Old habits die hard. Sometimes we do things a certain way simply because it is the way it has always been done. This is true even in medicine. We often get stuck in a rut of practicing a certain way through habit, and for no other reason.
Common Wound Care Practice Across the Decades
Wound care is no exception. Many healthcare professionals continue to treat and dress wounds the way it has been done for years, despite the fact that new research shows this may not be the best treatment modality for the patient. This article will examine three common myths in wound care practice that have been found to delay wound healing, increase patient discomfort, and that may place you and your employer at risk for negligence.
Betadine & Peroxide
Betadine and peroxide help wound healing by reducing the bacteria in the wound bed.
This has been a common wound care practice and treatment for many years; however, it is no longer acceptable practice and continuing to use these agents (and other similar agents) is actually harmful instead of helpful.
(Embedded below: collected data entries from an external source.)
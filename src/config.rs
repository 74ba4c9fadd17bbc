//! Generator configuration
//!
//! Every tunable knob of the walk, with the reference defaults. Configs can
//! be loaded from and exported to RON files so levels can be tuned without a
//! rebuild.

use std::fs;
use std::path::Path;

use rand::Rng;
use serde::{Deserialize, Serialize};

use crate::error::ConfigError;
use crate::world::generation::random::clipped_gaussian;

/// Where the binary looks for a config when none is given
pub const DEFAULT_CONFIG_PATH: &str = "assets/data/generator.ron";

/// Inclusive integer range sampled uniformly
#[derive(Debug, Clone, Copy, PartialEq, Eq, Serialize, Deserialize)]
pub struct SizeRange {
    pub min: i32,
    pub max: i32,
}

impl SizeRange {
    pub const fn new(min: i32, max: i32) -> Self {
        Self { min, max }
    }

    /// A range that always yields `value`
    pub const fn exactly(value: i32) -> Self {
        Self::new(value, value)
    }

    /// Draw a value uniformly from `min..=max`
    pub fn sample(&self, rng: &mut impl Rng) -> i32 {
        rng.gen_range(self.min..=self.max)
    }

    fn validate(&self, name: &'static str, floor: i32) -> Result<(), ConfigError> {
        if self.min > self.max || self.min < floor {
            return Err(ConfigError::InvalidRange {
                name,
                min: self.min,
                max: self.max,
            });
        }
        Ok(())
    }
}

/// Clipped Gaussian for the number of steps between turns
#[derive(Debug, Clone, Copy, PartialEq, Serialize, Deserialize)]
#[serde(default)]
pub struct TurnDistance {
    pub mean: f64,
    pub std_dev: f64,
    pub min: i32,
    /// No ceiling when `None`
    pub max: Option<i32>,
}

impl TurnDistance {
    pub fn sample(&self, rng: &mut impl Rng) -> i32 {
        clipped_gaussian(rng, self.mean, self.std_dev, self.min, self.max.unwrap_or(i32::MAX))
    }

    fn validate(&self) -> Result<(), ConfigError> {
        const NAME: &str = "turn_distance";

        if !self.mean.is_finite() {
            return Err(ConfigError::InvalidDistribution {
                name: NAME,
                reason: format!("mean {} is not finite", self.mean),
            });
        }
        if !self.std_dev.is_finite() || self.std_dev < 0.0 {
            return Err(ConfigError::InvalidDistribution {
                name: NAME,
                reason: format!("standard deviation {} must be finite and non-negative", self.std_dev),
            });
        }
        // A zero distance after a turn would never be hit again
        if self.min < 1 {
            return Err(ConfigError::InvalidDistribution {
                name: NAME,
                reason: format!("floor {} must be at least 1", self.min),
            });
        }
        if let Some(max) = self.max {
            if max < self.min {
                return Err(ConfigError::InvalidRange { name: NAME, min: self.min, max });
            }
        }
        Ok(())
    }
}

impl Default for TurnDistance {
    fn default() -> Self {
        Self {
            mean: 6.0,
            std_dev: 1.0,
            min: 2,
            max: None,
        }
    }
}

/// Shape of a carved room
#[derive(Debug, Clone, Copy, PartialEq, Eq, Serialize, Deserialize)]
#[serde(default)]
pub struct RoomSpec {
    pub width: SizeRange,
    pub height: SizeRange,
    /// Percent chance that each corner is left uncarved
    pub corner_removal_chance: u32,
}

impl Default for RoomSpec {
    fn default() -> Self {
        Self {
            width: SizeRange::new(3, 5),
            height: SizeRange::new(3, 5),
            corner_removal_chance: 30,
        }
    }
}

/// All parameters of a generation run
#[derive(Debug, Clone, PartialEq, Serialize, Deserialize)]
#[serde(default)]
pub struct GeneratorConfig {
    /// Number of steps on the main path
    pub main_path_length: SizeRange,
    /// Steps between mandatory turns
    pub turn_distance: TurnDistance,
    /// Percent chance per step of a one-cell sideways jitter
    pub shift_chance: u32,
    /// Percent chance of a branch at each turn
    pub branch_chance: u32,
    /// Percent chance of a room at each turn
    pub turn_room_chance: u32,
    pub branch_length: SizeRange,
    pub room: RoomSpec,
    /// Starting weight for every direction
    pub default_weight: u32,
    /// Weight given to the favoured directions once per run
    pub priority_weight: u32,
}

impl Default for GeneratorConfig {
    fn default() -> Self {
        Self {
            main_path_length: SizeRange::new(65, 80),
            turn_distance: TurnDistance::default(),
            shift_chance: 20,
            branch_chance: 50,
            turn_room_chance: 10,
            branch_length: SizeRange::new(4, 6),
            room: RoomSpec::default(),
            default_weight: 1,
            priority_weight: 3,
        }
    }
}

impl GeneratorConfig {
    /// Reject configurations that would sample from empty ranges
    pub fn validate(&self) -> Result<(), ConfigError> {
        self.main_path_length.validate("main_path_length", 0)?;
        self.branch_length.validate("branch_length", 0)?;
        self.room.width.validate("room.width", 1)?;
        self.room.height.validate("room.height", 1)?;
        self.turn_distance.validate()?;

        for (name, value) in [
            ("shift_chance", self.shift_chance),
            ("branch_chance", self.branch_chance),
            ("turn_room_chance", self.turn_room_chance),
            ("room.corner_removal_chance", self.room.corner_removal_chance),
        ] {
            if value > 100 {
                return Err(ConfigError::InvalidChance { name, value });
            }
        }

        for (name, value) in [
            ("default_weight", self.default_weight),
            ("priority_weight", self.priority_weight),
        ] {
            if value == 0 {
                return Err(ConfigError::InvalidWeight { name, value });
            }
        }

        Ok(())
    }

    /// Load and validate a config from a RON file
    pub fn load(path: impl AsRef<Path>) -> Result<Self, ConfigError> {
        let content = fs::read_to_string(path.as_ref())?;
        let config: GeneratorConfig = ron::from_str(&content)?;
        config.validate()?;
        Ok(config)
    }

    /// Load a config, falling back to defaults if the file is missing or bad
    pub fn load_or_default(path: impl AsRef<Path>) -> Self {
        let path = path.as_ref();
        if !path.exists() {
            log::info!("No config at {}, using defaults", path.display());
            return Self::default();
        }

        match Self::load(path) {
            Ok(config) => {
                log::info!("Loaded generator config from {}", path.display());
                config
            }
            Err(e) => {
                log::warn!("Failed to load {}: {}. Using defaults.", path.display(), e);
                Self::default()
            }
        }
    }

    /// Config for a run: an explicit path must load cleanly, otherwise the
    /// default path is tried with fallback to built-in defaults.
    pub fn resolve(path: Option<&Path>) -> Result<Self, ConfigError> {
        match path {
            Some(path) => {
                let config = Self::load(path)?;
                log::info!("Loaded generator config from {}", path.display());
                Ok(config)
            }
            None => Ok(Self::load_or_default(DEFAULT_CONFIG_PATH)),
        }
    }

    /// Write this config as pretty RON, creating parent directories
    pub fn export(&self, path: impl AsRef<Path>) -> Result<(), ConfigError> {
        let path = path.as_ref();
        if let Some(parent) = path.parent() {
            if !parent.as_os_str().is_empty() {
                fs::create_dir_all(parent)?;
            }
        }

        let content = ron::ser::to_string_pretty(self, ron::ser::PrettyConfig::default())?;
        fs::write(path, content)?;
        Ok(())
    }
}

#[cfg(test)]
mod tests {
    use super::*;

    fn temp_path(name: &str) -> std::path::PathBuf {
        let mut path = std::env::temp_dir();
        path.push(format!("floorwalk_{}_{}", std::process::id(), name));
        path
    }

    #[test]
    fn test_default_config_is_valid() {
        assert!(GeneratorConfig::default().validate().is_ok());
    }

    #[test]
    fn test_inverted_range_rejected() {
        let config = GeneratorConfig {
            main_path_length: SizeRange::new(80, 65),
            ..Default::default()
        };
        assert!(matches!(
            config.validate(),
            Err(ConfigError::InvalidRange { name: "main_path_length", .. })
        ));

        let mut config = GeneratorConfig::default();
        config.room.height = SizeRange::new(0, 3);
        assert!(matches!(
            config.validate(),
            Err(ConfigError::InvalidRange { name: "room.height", .. })
        ));
    }

    #[test]
    fn test_chance_over_hundred_rejected() {
        let config = GeneratorConfig {
            branch_chance: 101,
            ..Default::default()
        };
        assert!(matches!(
            config.validate(),
            Err(ConfigError::InvalidChance { name: "branch_chance", value: 101 })
        ));
    }

    #[test]
    fn test_zero_weight_rejected() {
        let config = GeneratorConfig {
            priority_weight: 0,
            ..Default::default()
        };
        assert!(matches!(config.validate(), Err(ConfigError::InvalidWeight { .. })));
    }

    #[test]
    fn test_turn_distance_floor_must_be_positive() {
        let mut config = GeneratorConfig::default();
        config.turn_distance.min = 0;
        assert!(matches!(config.validate(), Err(ConfigError::InvalidDistribution { .. })));

        let mut config = GeneratorConfig::default();
        config.turn_distance.max = Some(1);
        assert!(matches!(config.validate(), Err(ConfigError::InvalidRange { .. })));
    }

    #[test]
    fn test_export_then_load() {
        let path = temp_path("export.ron");
        let config = GeneratorConfig {
            shift_chance: 0,
            branch_length: SizeRange::exactly(5),
            ..Default::default()
        };

        config.export(&path).expect("export failed");
        let loaded = GeneratorConfig::load(&path).expect("load failed");
        let _ = fs::remove_file(&path);

        assert_eq!(loaded, config);
    }

    #[test]
    fn test_partial_file_uses_defaults() {
        let path = temp_path("partial.ron");
        fs::write(&path, "(shift_chance: 5)").unwrap();

        let loaded = GeneratorConfig::load(&path).expect("load failed");
        let _ = fs::remove_file(&path);

        assert_eq!(loaded.shift_chance, 5);
        assert_eq!(loaded.main_path_length, SizeRange::new(65, 80));
    }

    #[test]
    fn test_load_or_default_on_bad_file() {
        let path = temp_path("bad.ron");
        fs::write(&path, "not ron at all {").unwrap();

        let loaded = GeneratorConfig::load_or_default(&path);
        let _ = fs::remove_file(&path);

        assert_eq!(loaded, GeneratorConfig::default());
        assert_eq!(
            GeneratorConfig::load_or_default(temp_path("missing.ron")),
            GeneratorConfig::default()
        );
    }

    #[test]
    fn test_explicit_invalid_file_is_an_error() {
        let path = temp_path("explicit_inverted.ron");
        fs::write(&path, "(main_path_length: (min: 80, max: 65))").unwrap();

        let result = GeneratorConfig::resolve(Some(path.as_path()));
        let _ = fs::remove_file(&path);

        assert!(matches!(
            result,
            Err(ConfigError::InvalidRange { name: "main_path_length", .. })
        ));
    }

    #[test]
    fn test_explicit_missing_or_malformed_file_is_an_error() {
        let missing = temp_path("explicit_missing.ron");
        assert!(matches!(
            GeneratorConfig::resolve(Some(missing.as_path())),
            Err(ConfigError::Io(_))
        ));

        let path = temp_path("explicit_bad.ron");
        fs::write(&path, "not ron at all {").unwrap();
        let result = GeneratorConfig::resolve(Some(path.as_path()));
        let _ = fs::remove_file(&path);

        assert!(matches!(result, Err(ConfigError::Parse(_))));
    }

    #[test]
    fn test_explicit_valid_file_is_used() {
        let path = temp_path("explicit_good.ron");
        fs::write(&path, "(turn_room_chance: 40)").unwrap();

        let loaded = GeneratorConfig::resolve(Some(path.as_path())).expect("resolve failed");
        let _ = fs::remove_file(&path);

        assert_eq!(loaded.turn_room_chance, 40);
    }
}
The Agency for Health Care Research and Policy (2008) states, “Do not use povidone-iodine, iodophor, sodium hypochlorite solution, hydrogen peroxide and acetic acid as they have been shown to be cytotoxic. Use normal saline at a pressure between 4 and 15 pounds per square inch (psi).
Using cytotoxic agents to cleanse wounds can increase your patient’s discomfort, as well as delay wound healing.
Dallam et al (2004) reiterate this point: “Do not use cytotoxic solutions, such as Betadine or hydrogen peroxide, to cleanse wounds. They not only deter wound healing, but they may also cause burning and cold to patient discomfort”.
Common Wound Care Practice – Gauze Dressings
Gauze dressings are an effective and cost-efficient way to promote wound healing.
Ovington (2001) states that in order for gauze dressings to provide optimal healing, they must be changed frequently or, at the very least, remoistened frequently. This is labor-intensive for healthcare practitioners or caregivers and not cost effective in today’s healthcare climate. Most importantly, gauze dressings do not support optimal wound healing. Ovington points out that the use of wet-to-dry dressings is not acceptable, as the debridement that takes place with this method of management is not selective, often removing healthy tissue and causing reinjury to the wound bed, not to mention additional pain for the patient.
Frequent dressing changes with gauze dressings will reduce wound infections.
One study has shown that bacteria are capable of penetrating up to 64 layers of dry gauze, thus negating the idea that gauze provides an effective barrier to bacteria. Frequent dressing changes only provide more opportunity for bacteria to enter the wound. In addition, the labor that is involved with 2-3 times a day dressing changes is just not feasible in many cases.
The practices mentioned are not only harmful to the patient, causing delayed wound healing and increased pain, but are also a liability risk for the practitioner and agency who use these methods of wound management. They are no longer considered best practice and are no longer the standard of care.